O trecho denominado "Córte da Jaboticabeira", integrante do projeto de interligação hidroviária entre Laguna e Araranguá, concebido originalmente em 1879 pelo engenheiro Eduardo José de Moraes como parte do "Canal Príncipe Dom Affonso", é registrado nesta reprodução fotográfica de orientação horizontal em preto e branco. Na margem superior do suporte de papel cartonado consta a inscrição manuscrita “Canal Laguna - Araranguá” e, na margem inferior, lê-se “Córte da Jaboticabeira”, ambas emoldurando a cena técnica de engenharia hídrica cujas obras se iniciaram em 1908 com o objetivo de criar uma rota segura por dentro do litoral sul catarinense para o escoamento de mercadorias. A cena em plano médio é dominada pela calha escavada do canal preenchida por água escura e reflexiva, onde se desenvolvem frentes de trabalho coordenadas de escavação, aterro e contenção.
Em primeiro plano, no quadrante inferior direito, erguem-se grandes taludes e montes de terra clara e areia recém-escavada que delimitam a margem, estendendo-se em direção ao plano médio. No interior do canal, à esquerda, observa-se uma estrutura linear de contenção ou fôrma feita com estacas e pranchas de madeira paralelas fixadas diretamente na água. Diversos trabalhadores braçais estão dispostos ao longo do canal; alguns aparecem submersos até as pernas no leito hídrico executando tarefas manuais, enquanto outros trabalham com ferramentas de pá na inclinação do talude esquerdo. No centro da calha d'água, uma pequena canoa de madeira alongada encontra-se posicionada sem tripulação aparente. Na margem direita, um grupo de homens trajando vestes formais escuras, sobretudos e chapéus permanece em pé, inspecionando o andamento das dragagens complexas que avançavam a partir de Laguna.

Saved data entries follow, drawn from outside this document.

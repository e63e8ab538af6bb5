//! Integration tests for mount plan building.
//!
//! The host is described by a fake filesystem, so these tests do not depend
//! on the layout of the machine running them.

use std::cell::RefCell;
use std::collections::{BTreeMap, BTreeSet};
use std::io;
use std::os::unix::ffi::OsStrExt;
use std::path::{Path, PathBuf};

use winecell::display::X11Display;
use winecell::error::MountError;
use winecell::sandbox::{
    AccessMode, BindSpec, EnvTask, HostContext, HostFs, MountMode, MountPlan, MountTask,
    PlanDiagnostic, PlanRequest, build_mount_plan, filter_search_path,
};

/// In-memory host filesystem.
#[derive(Debug, Default)]
struct FakeFs {
    existing: BTreeSet<PathBuf>,
    symlinks: BTreeMap<PathBuf, PathBuf>,
    real_paths: BTreeMap<PathBuf, PathBuf>,
    created: RefCell<Vec<PathBuf>>,
}

impl FakeFs {
    /// A host with every required base directory.
    fn standard() -> Self {
        let mut fs = Self::default();
        for path in ["/bin", "/dev/dri", "/etc", "/lib", "/lib64", "/sys", "/usr", "/usr/bin"] {
            fs.add(path);
        }
        fs
    }

    fn add(&mut self, path: &str) -> &mut Self {
        self.existing.insert(PathBuf::from(path));
        self
    }

    fn remove(&mut self, path: &str) -> &mut Self {
        self.existing.remove(Path::new(path));
        self
    }

    fn link(&mut self, path: &str, raw_target: &str, resolved: &str) -> &mut Self {
        self.symlinks.insert(PathBuf::from(path), PathBuf::from(raw_target));
        self.real_paths.insert(PathBuf::from(path), PathBuf::from(resolved));
        self
    }
}

impl HostFs for FakeFs {
    fn exists(&self, path: &Path) -> bool {
        let resolved = self.real_path(path);
        self.existing.contains(&resolved) || self.created.borrow().contains(&resolved)
    }

    fn symlink_target(&self, path: &Path) -> Option<PathBuf> {
        self.symlinks.get(path).cloned()
    }

    fn real_path(&self, path: &Path) -> PathBuf {
        self.real_paths
            .get(path)
            .cloned()
            .unwrap_or_else(|| path.to_path_buf())
    }

    fn create_private_dir(&self, path: &Path) -> io::Result<()> {
        self.created.borrow_mut().push(path.to_path_buf());
        Ok(())
    }
}

fn context() -> HostContext {
    HostContext::new("/home/alice", 1000)
        .with_env("HOME", "/home/alice")
        .with_env("PATH", "/usr/bin")
        .with_env("USER", "alice")
}

fn request() -> PlanRequest {
    PlanRequest {
        network: false,
        pulseaudio: false,
        display: None,
        dotwine: None,
        extra_binds: Vec::new(),
        program: Some("notepad.exe".to_string()),
        with_wine: true,
        hostname: "winecell-test".to_string(),
    }
}

fn find<'a>(plan: &'a MountPlan, target: &str) -> Option<&'a MountTask> {
    plan.tasks.iter().find(|task| task.target == Path::new(target))
}

fn env_value<'a>(plan: &'a MountPlan, name: &str) -> Option<&'a str> {
    match plan.env.get(name) {
        Some(EnvTask::Set(value)) => Some(value.as_str()),
        _ => None,
    }
}

#[test]
fn test_tasks_are_sorted_bytewise() {
    let mut fs = FakeFs::standard();
    fs.add("/srv/a-b").add("/srv/a/b").add("/run/systemd/resolve/resolv.conf");

    let request = PlanRequest {
        network: true,
        extra_binds: vec![
            BindSpec::new("/srv/a/b", AccessMode::ReadOnly),
            BindSpec::new("/srv/a-b", AccessMode::ReadWrite),
        ],
        ..request()
    };
    let plan = build_mount_plan(&request, &context(), &fs).expect("plan should build");

    let targets: Vec<&[u8]> = plan
        .tasks
        .iter()
        .map(|task| task.target.as_os_str().as_bytes())
        .collect();
    assert!(targets.windows(2).all(|pair| pair[0] <= pair[1]));
    assert_eq!(plan.tasks[0].target, Path::new("/"));
}

#[test]
fn test_base_layout() {
    let plan = build_mount_plan(&request(), &context(), &FakeFs::standard()).expect("plan");

    assert_eq!(find(&plan, "/").map(|t| t.mode), Some(MountMode::Tmpfs));
    assert_eq!(find(&plan, "/dev").map(|t| t.mode), Some(MountMode::DevTmpfs));
    assert_eq!(find(&plan, "/dev/dri").map(|t| t.mode), Some(MountMode::BindDevice));
    assert_eq!(find(&plan, "/proc").map(|t| t.mode), Some(MountMode::Proc));
    assert_eq!(find(&plan, "/usr").map(|t| t.mode), Some(MountMode::BindReadOnly));
    assert_eq!(find(&plan, "/home/alice").map(|t| t.mode), Some(MountMode::Tmpfs));
    assert_eq!(
        find(&plan, "/home/alice/.wine").map(|t| t.mode),
        Some(MountMode::Tmpfs)
    );
}

#[test]
fn test_missing_required_path_aborts() {
    let mut fs = FakeFs::standard();
    fs.remove("/lib64");

    let result = build_mount_plan(&request(), &context(), &fs);
    match result {
        Err(MountError::MissingRequiredPath { path }) => assert_eq!(path, Path::new("/lib64")),
        other => panic!("expected missing path error, got {other:?}"),
    }
}

#[test]
fn test_missing_extra_bind_aborts() {
    let request = PlanRequest {
        extra_binds: vec![BindSpec::new("/srv/missing", AccessMode::ReadOnly)],
        ..request()
    };
    let result = build_mount_plan(&request, &context(), &FakeFs::standard());
    assert!(matches!(result, Err(MountError::MissingRequiredPath { .. })));
}

#[test]
fn test_missing_optional_path_is_dropped() {
    let plan = build_mount_plan(&request(), &context(), &FakeFs::standard()).expect("plan");

    assert!(find(&plan, "/lib32").is_none());
    assert!(plan.diagnostics.contains(&PlanDiagnostic::DroppedMount {
        target: PathBuf::from("/lib32"),
    }));
}

#[test]
fn test_resolver_configuration_is_best_effort() {
    let mut fs = FakeFs::standard();
    fs.add("/run/systemd/resolve/stub-resolv.conf");
    let request = PlanRequest {
        network: true,
        ..request()
    };

    let plan = build_mount_plan(&request, &context(), &fs).expect("plan");
    assert!(plan.share_network);
    assert!(find(&plan, "/run/systemd/resolve/stub-resolv.conf").is_some());
    assert!(find(&plan, "/run/systemd/resolve/resolv.conf").is_none());
    assert!(find(&plan, "/run/NetworkManager/resolv.conf").is_none());
}

#[test]
fn test_search_path_filtering() {
    let mut fs = FakeFs::standard();
    fs.add("/usr2/bin").add("/opt/bin");
    let ctx = context().with_env("PATH", "/usr/bin:/usr2/bin:/opt/bin");

    let plan = build_mount_plan(&request(), &ctx, &fs).expect("plan");
    assert_eq!(plan.search_path, vec![PathBuf::from("/usr/bin")]);
    assert_eq!(env_value(&plan, "PATH"), Some("/usr/bin"));
    assert!(plan.diagnostics.contains(&PlanDiagnostic::DroppedSearchPath {
        path: PathBuf::from("/usr2/bin"),
    }));
}

#[test]
fn test_search_path_ignores_tmpfs_targets() {
    let tasks = vec![
        MountTask::new(MountMode::Tmpfs, "/"),
        MountTask::new(MountMode::BindReadOnly, "/usr"),
    ];
    let mut diagnostics = Vec::new();
    let kept = filter_search_path(
        "/usr:/usr/local/bin:/home/alice/bin",
        &tasks,
        &FakeFs::default(),
        &mut diagnostics,
    );

    assert_eq!(kept, vec![PathBuf::from("/usr"), PathBuf::from("/usr/local/bin")]);
    assert_eq!(diagnostics.len(), 1);
}

#[test]
fn test_empty_search_path_entry_is_the_current_directory() {
    let tasks = vec![MountTask::new(MountMode::BindReadOnly, "/usr")];
    let mut fs = FakeFs::default();
    fs.real_paths
        .insert(PathBuf::from("."), PathBuf::from("/home/alice/work"));

    let mut diagnostics = Vec::new();
    let kept = filter_search_path("/usr/bin::", &tasks, &fs, &mut diagnostics);
    assert_eq!(kept, vec![PathBuf::from("/usr/bin")]);
    assert_eq!(
        diagnostics,
        vec![
            PlanDiagnostic::DroppedSearchPath {
                path: PathBuf::from("/home/alice/work"),
            };
            2
        ]
    );

    fs.real_paths.insert(PathBuf::from("."), PathBuf::from("/usr/share"));
    diagnostics.clear();
    let kept = filter_search_path(":/usr/bin", &tasks, &fs, &mut diagnostics);
    assert_eq!(kept, vec![PathBuf::from("/usr/share"), PathBuf::from("/usr/bin")]);
    assert!(diagnostics.is_empty());
}

#[test]
fn test_host_symlinks_are_reproduced() {
    let mut fs = FakeFs::standard();
    fs.link("/bin", "usr/bin", "/usr/bin");
    let ctx = context().with_env("PATH", "/bin");

    let plan = build_mount_plan(&request(), &ctx, &fs).expect("plan");
    let bin = find(&plan, "/bin").expect("/bin task");
    assert_eq!(bin.mode, MountMode::Symlink);
    assert_eq!(bin.source(), Path::new("usr/bin"));
    assert_eq!(plan.search_path, vec![PathBuf::from("/usr/bin")]);
}

#[test]
fn test_display_socket_may_not_exist_yet() {
    let request = PlanRequest {
        display: Some(X11Display::new(7)),
        ..request()
    };
    let plan = build_mount_plan(&request, &context(), &FakeFs::standard()).expect("plan");

    let socket = find(&plan, "/tmp/.X11-unix/X7").expect("socket bind");
    assert_eq!(socket.mode, MountMode::BindReadWrite);
    assert_eq!(env_value(&plan, "DISPLAY"), Some(":7"));
}

#[test]
fn test_sound_requires_socket() {
    let request = PlanRequest {
        pulseaudio: true,
        ..request()
    };
    let result = build_mount_plan(&request, &context(), &FakeFs::standard());
    assert!(matches!(result, Err(MountError::MissingRequiredPath { .. })));

    let mut fs = FakeFs::standard();
    fs.add("/run/user/1000/pulse/native");
    let plan = build_mount_plan(&request, &context(), &fs).expect("plan");
    assert_eq!(
        env_value(&plan, "PULSE_SERVER"),
        Some("unix:/run/user/1000/pulse/native")
    );
}

#[test]
fn test_dotwine_is_created_when_missing() {
    let fs = FakeFs::standard();
    let request = PlanRequest {
        dotwine: Some(BindSpec::new("/data/prefix", AccessMode::ReadWrite)),
        ..request()
    };

    let plan = build_mount_plan(&request, &context(), &fs).expect("plan");
    assert!(plan.state_dir_created);
    assert_eq!(*fs.created.borrow(), vec![PathBuf::from("/data/prefix")]);

    let dotwine = find(&plan, "/home/alice/.wine").expect(".wine task");
    assert_eq!(dotwine.mode, MountMode::BindReadWrite);
    assert_eq!(dotwine.source(), Path::new("/data/prefix"));
}

#[test]
fn test_existing_dotwine_is_reused() {
    let mut fs = FakeFs::standard();
    fs.add("/data/prefix");
    let request = PlanRequest {
        dotwine: Some(BindSpec::new("/data/prefix", AccessMode::ReadOnly)),
        ..request()
    };

    let plan = build_mount_plan(&request, &context(), &fs).expect("plan");
    assert!(!plan.state_dir_created);
    assert!(fs.created.borrow().is_empty());
    assert_eq!(
        find(&plan, "/home/alice/.wine").map(|t| t.mode),
        Some(MountMode::BindReadOnly)
    );
}

#[test]
fn test_program_path_is_bound() {
    let mut fs = FakeFs::standard();
    fs.add("/games/setup.exe");
    let request = PlanRequest {
        program: Some("/games/setup".to_string()),
        ..request()
    };

    let plan = build_mount_plan(&request, &context(), &fs).expect("plan");
    assert!(find(&plan, "/games/setup.exe").is_some());
    assert!(find(&plan, "/games/setup").is_none());
    assert!(find(&plan, "/games/setup.EXE").is_none());
}

#[test]
fn test_environment() {
    let plan = build_mount_plan(&request(), &context(), &FakeFs::standard()).expect("plan");

    assert_eq!(env_value(&plan, "HOSTNAME"), Some("winecell-test"));
    assert_eq!(plan.env.get("TERM"), Some(&EnvTask::Inherit));

    let resolved: BTreeMap<_, _> = plan.resolved_env(&context()).into_iter().collect();
    assert_eq!(resolved.get("USER").map(String::as_str), Some("alice"));
    assert!(!resolved.contains_key("TERM"));
    assert!(!resolved.contains_key("DISPLAY"));
}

O plano de fundo mostra a calha do canal prolongando-se em uma linha de fuga reta em direção ao horizonte, remetendo ao traçado projetado para o escoamento seguro de cargas. A margem esquerda é margeada por uma densa cortina de vegetação arbórea de mata nativa, sobressaindo uma árvore frondosa de grande porte que se eleva verticalmente contra o céu claro. No quadrante superior direito, vislumbra-se a continuação da vegetação rasteira urbana e o topo de uma palmeira isolada na linha do horizonte. O céu apresenta-se em tonalidade clara e uniforme, sem nuvens aparentes. A iluminação solar é direta e oblíqua, proveniente do quadrante superior esquerdo, projetando sombras tênues das figuras humanas e dos taludes sobre a superfície arenosa e gerando reflexos sutis no espelho d'água.